Improving models of the Southern Ocean:
Reliable projections of Antarctic and Southern Ocean change require models that can represent the coupled interactions between ocean circulation, sea ice and ice shelves. A major focus of our research is improving high-resolution ocean and climate models so they better capture Antarctic dense water formation, warm water access to the continental shelf, and ice shelf–ocean feedbacks. Working with the Consortium for Ocean and Sea Ice Modelling in Australia (COSIMA) and Australia’s climate simulator (ACCESS-NRI), we are helping develop and test Australia’s next-generation ocean modelling capability, including ACCESS-OM3 configurations that can represent ice shelf cavities and dynamic meltwater input.
Using observations in new ways to understand Southern Ocean change:
The Southern Ocean is remote, harsh and difficult to observe, particularly in winter and beneath sea ice. Our research develops new ways to use existing and emerging observations to understand how this region is changing. This includes combining satellite measurements, autonomous ocean observations, ship-based data and ocean models to infer processes that cannot be measured directly, such as dense water overflows and changes in circulation beneath sea ice.

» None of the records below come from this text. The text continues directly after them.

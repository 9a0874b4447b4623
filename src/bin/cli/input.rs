use std::{
    fs::File,
    io::{self, BufRead, BufReader},
    path::{Path, PathBuf},
};

use anyhow::{Context, Result};

/// A query line together with its 1-based line number in the script.
#[derive(Debug)]
pub(crate) struct ScriptLine {
    pub(crate) number: usize,
    pub(crate) text: String,
}

#[derive(Debug)]
pub(crate) enum Script {
    Stdin,
    File(PathBuf),
}

impl Script {
    /// `None` and `-` both mean stdin.
    pub(crate) fn from_arg(path: Option<&Path>) -> Self {
        match path {
            Some(path) if path != Path::new("-") => Self::File(path.to_path_buf()),
            _ => Self::Stdin,
        }
    }

    /// Lines worth running: blank lines and `#` comments are skipped.
    pub(crate) fn lines(&self) -> Result<impl Iterator<Item = io::Result<ScriptLine>>> {
        let reader: Box<dyn BufRead> = match self {
            Script::Stdin => Box::new(BufReader::new(io::stdin())),
            Script::File(path) => Box::new(BufReader::new(
                File::open(path).with_context(|| format!("Unable to open {}", path.display()))?,
            )),
        };
        let lines = reader
            .lines()
            .enumerate()
            .map(|(i, line)| {
                line.map(|text| ScriptLine {
                    number: i + 1,
                    text,
                })
            })
            .filter(|line| match line {
                Ok(line) => {
                    let trimmed = line.text.trim();
                    !trimmed.is_empty() && !trimmed.starts_with('#')
                }
                Err(_) => true,
            });
        Ok(lines)
    }
}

Impact of Antarctic change on Southern Hemisphere climate: Antarctic ice loss and declining sea ice are adding freshwater to the Southern Ocean, altering ocean stratification, circulation and climate. These changes can influence not only the Antarctic margins, but also broader Southern Hemisphere climate, including temperature over Australia. Our research investigates how Antarctic meltwater and sea ice change affect the ocean and atmosphere, and how these processes should be represented in climate projections used to assess future climate risks.
Southern Ocean heat and carbon uptake:
The Southern Ocean plays a central role in slowing climate change by absorbing a large fraction of the excess heat and carbon taken up by the global ocean. This uptake is controlled by the unique circulation of the Southern Ocean, where surface waters are transformed and advected into the ocean interior, allowing heat and carbon to be stored for centuries. Our research investigates the physical processes that control Southern Ocean heat and carbon uptake, how these processes are changing, and what this means for future warming, carbon storage and regional sea level rise around Australia.

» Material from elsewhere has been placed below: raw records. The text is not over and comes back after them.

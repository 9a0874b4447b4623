use std::{
    io::{self, Write},
    path::PathBuf,
};

use anyhow::{Context, Result};
use clap::{Parser, ValueHint};
use clones::{IndexPolicy, VersionSystem};

mod cli {
    pub mod input;
    pub mod verbosity;
}

use cli::{input::Script, verbosity::Verbosity};

#[derive(Parser, Debug)]
#[command(author, about, version)]
struct Opts {
    /// File with one query per line, e.g. `learn 1 5` or `check 2`.
    /// Reads from stdin when omitted or `-`.
    #[arg(value_hint = ValueHint::FilePath)]
    script: Option<PathBuf>,

    /// Fail on a clone index that names no clone instead of skipping the query
    #[arg(long)]
    strict: bool,

    /// Log failing queries and go on with the next line
    #[arg(long)]
    keep_going: bool,

    #[command(flatten)]
    verbosity: Verbosity,
}

fn main() -> Result<()> {
    let opts = Opts::parse();
    opts.verbosity.configure();

    let policy = if opts.strict {
        IndexPolicy::Reject
    } else {
        IndexPolicy::Ignore
    };
    let mut system = VersionSystem::with_policy(policy);
    let script = Script::from_arg(opts.script.as_deref());
    tracing::debug!("Reading queries from {:?}", script);

    let stdout = io::stdout();
    let mut out = stdout.lock();
    for line in script.lines()? {
        let line = line.with_context(|| "Read query")?;
        match system.execute(&line.text) {
            Ok(Some(result)) => writeln!(out, "{}", result)?,
            Ok(None) => {}
            Err(e) if opts.keep_going => {
                tracing::error!("line {}: {}", line.number, e);
            }
            Err(e) => {
                return Err(e).with_context(|| {
                    format!("Failed to run line {}: `{}`", line.number, line.text.trim())
                })
            }
        }
    }
    out.flush()?;
    Ok(())
}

Ocean circulation impact on ecosystems and invasive species: Ocean currents shape Southern Ocean ecosystems by transporting drifting organisms across vast distances. These pathways influence species connectivity and the potential for non-native species to reach and colonise Antarctic environments. Our research investigates how Southern Ocean circulation connects ecosystems, how climate change may alter these pathways, and what this means for biodiversity, ecosystem resilience and the future risk of biological invasions.
Eddies in the Southern Ocean:
The Southern Ocean is filled with energetic eddies: swirling features tens of kilometres wide that strongly influence ocean circulation and climate. Eddies help regulate the Antarctic Circumpolar Current, shape the overturning circulation, and transport heat, carbon and nutrients across ocean fronts. Our research investigates the dynamics that generate and sustain Southern Ocean eddies, how they respond to changing winds and buoyancy forcing, and how their effects can be better represented in climate models.